Ada pandangan yang menutup pintu kawin beda agama,5
Tapi ada juga pandangan lain yang menerima.6
Wahai, apa makna semua?
Apa peduliku?
Mengapa aku harus tunduk pada aturan itu?
Bukankah cinta lebih tua dari agama dan negara?
Namun Dewi tetaplah seorang santri
Patuh pada orang tua adalah tradisi
Cintanya pada Albert yang mendalam
Sekuat tenaga ia benam.
Joko itu ternyata cerdas dan santun,
Siapa tahu hidup kami nanti bisa rukun.
Pikirannya menerima lelaki itu
Ingin dicobanya hidup baru.
Tapi terhadap Joko mengapa hatinya seperti batu?
Dewi diam terpaku.
Mengapa pikiran dan hatinya tidak bersatu?
Dewi mulai ragu.
Albert selalu bergelora
Mampu menggetarkannya sampai ke surga,
Tapi Joko alim dan dingin
Hatinya beku seperti patung lilin.
Pernikahan pun berlangsung meriah
Demi Ibu dan Ayah, aku pasrah,
Akan kulupakan Albert, dan setia kepada suami,
Demikian janji Dewi kepada dirinya sendiri.
Hari silih berganti, tahun datang beruntun,
Keduanya menjalani hidup yang tertuntun,
Joko pegawai negeri biasa
Dewi karyawan perusahaan swasta;
Hampir tak pernah mereka bertengkar,
Kata orang keluarga Dewi tenang.
Tapi kenapa hidupku ini hambar?
Kenapa Eros cinta pada Joko tidak juga bertandang?
Di benak Dewi bayangan Albert kerap melintas
Dan rindunya memanas:
Terbayang olehnya boncengan sepeda di pematang sawah,
Terbayang sore yang lepas dan bunga merekah.
Kepada malam yang sepi ia bertanya,
Apakah gejolak cinta hanya datang satu kali saja
Dan itu hanya untuk cinta remaja?
Mengapa setelah menua
Getaran cinta tak lagi ada?
Mengapa rasa itu hanya mekar kepada Albert, pacar masa remaja?
Mengapa tidak kepada Joko, suaminya?
Malam yang sepi tak pernah menjawab pertanyaannya.

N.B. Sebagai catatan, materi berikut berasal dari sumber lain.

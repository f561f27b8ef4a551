//! Coupons

use rust_decimal::Decimal;
use serde::{Deserialize, Serialize};

/// A named discount rule.
///
/// A coupon may combine a flat reduction, a percentage reduction and a
/// shipping waiver. Within a cart, coupons are identified by `code` alone.
#[derive(Debug, Clone, PartialEq, Eq, Serialize, Deserialize)]
pub struct Coupon {
    /// Coupon code, unique within a cart
    pub code: String,

    /// Flat amount taken off the subtotal
    #[serde(default, skip_serializing_if = "Option::is_none")]
    pub flat: Option<Decimal>,

    /// Percentage (0 to 100) taken off the subtotal after flat reductions
    #[serde(default, skip_serializing_if = "Option::is_none")]
    pub percent: Option<Decimal>,

    /// Waive the shipping charge
    #[serde(default, skip_serializing_if = "Option::is_none")]
    pub freeshipping: Option<bool>,
}

impl Coupon {
    /// Create a coupon with the given code and no effects.
    pub fn new(code: impl Into<String>) -> Self {
        Self {
            code: code.into(),
            flat: None,
            percent: None,
            freeshipping: None,
        }
    }

    /// Set the flat reduction.
    #[must_use]
    pub fn with_flat(mut self, flat: Decimal) -> Self {
        self.flat = Some(flat);
        self
    }

    /// Set the percentage reduction.
    #[must_use]
    pub fn with_percent(mut self, percent: Decimal) -> Self {
        self.percent = Some(percent);
        self
    }

    /// Waive shipping.
    #[must_use]
    pub fn with_free_shipping(mut self) -> Self {
        self.freeshipping = Some(true);
        self
    }

    /// Whether this coupon waives shipping.
    pub fn waives_shipping(&self) -> bool {
        self.freeshipping == Some(true)
    }

    /// Whether this coupon shares a code with `other`.
    pub fn same_code(&self, other: &Coupon) -> bool {
        self.code == other.code
    }
}

#[cfg(test)]
mod tests {
    use rust_decimal_macros::dec;
    use testresult::TestResult;

    use super::*;

    #[test]
    fn builder_sets_each_effect() {
        let coupon = Coupon::new("CRAZYDEAL")
            .with_flat(dec!(50))
            .with_percent(dec!(20))
            .with_free_shipping();

        assert_eq!(coupon.code, "CRAZYDEAL");
        assert_eq!(coupon.flat, Some(dec!(50)));
        assert_eq!(coupon.percent, Some(dec!(20)));
        assert!(coupon.waives_shipping());
    }

    #[test]
    fn explicit_false_does_not_waive_shipping() {
        let mut coupon = Coupon::new("NOPE");
        coupon.freeshipping = Some(false);

        assert!(!coupon.waives_shipping());
        assert!(!Coupon::new("NONE").waives_shipping());
    }

    #[test]
    fn same_code_ignores_effects() {
        let flat = Coupon::new("X").with_flat(dec!(5));
        let percent = Coupon::new("X").with_percent(dec!(10));

        assert!(flat.same_code(&percent));
        assert!(!flat.same_code(&Coupon::new("Y")));
    }

    #[test]
    fn missing_effects_deserialize_as_none() -> TestResult {
        let coupon: Coupon = serde_json::from_str(r#"{"code":"TAKE10","percent":"10"}"#)?;

        assert_eq!(coupon, Coupon::new("TAKE10").with_percent(dec!(10)));
        assert_eq!(serde_json::to_string(&coupon)?, r#"{"code":"TAKE10","percent":"10"}"#);

        Ok(())
    }
}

Tapi Aku harus jadi Muslimah teladan
Patuh pada suami,
Taat pada orang tua,
Dan bakti kepada agama.
Itu harga mati, tandasnya.
Bertahun-tahun sudah mereka berkeluarga
Tak juga lahir ada anak mereka;
Wahai, Joko ternyata memiliki kelainan
Ia tak bisa berketurunan.
Beberapa kali ia jatuh sakit.
Awalnya dianggap biasa saja
Semua manusia lain mengalaminya:
Sakit dan sehat seperti musim, datang dan pergi.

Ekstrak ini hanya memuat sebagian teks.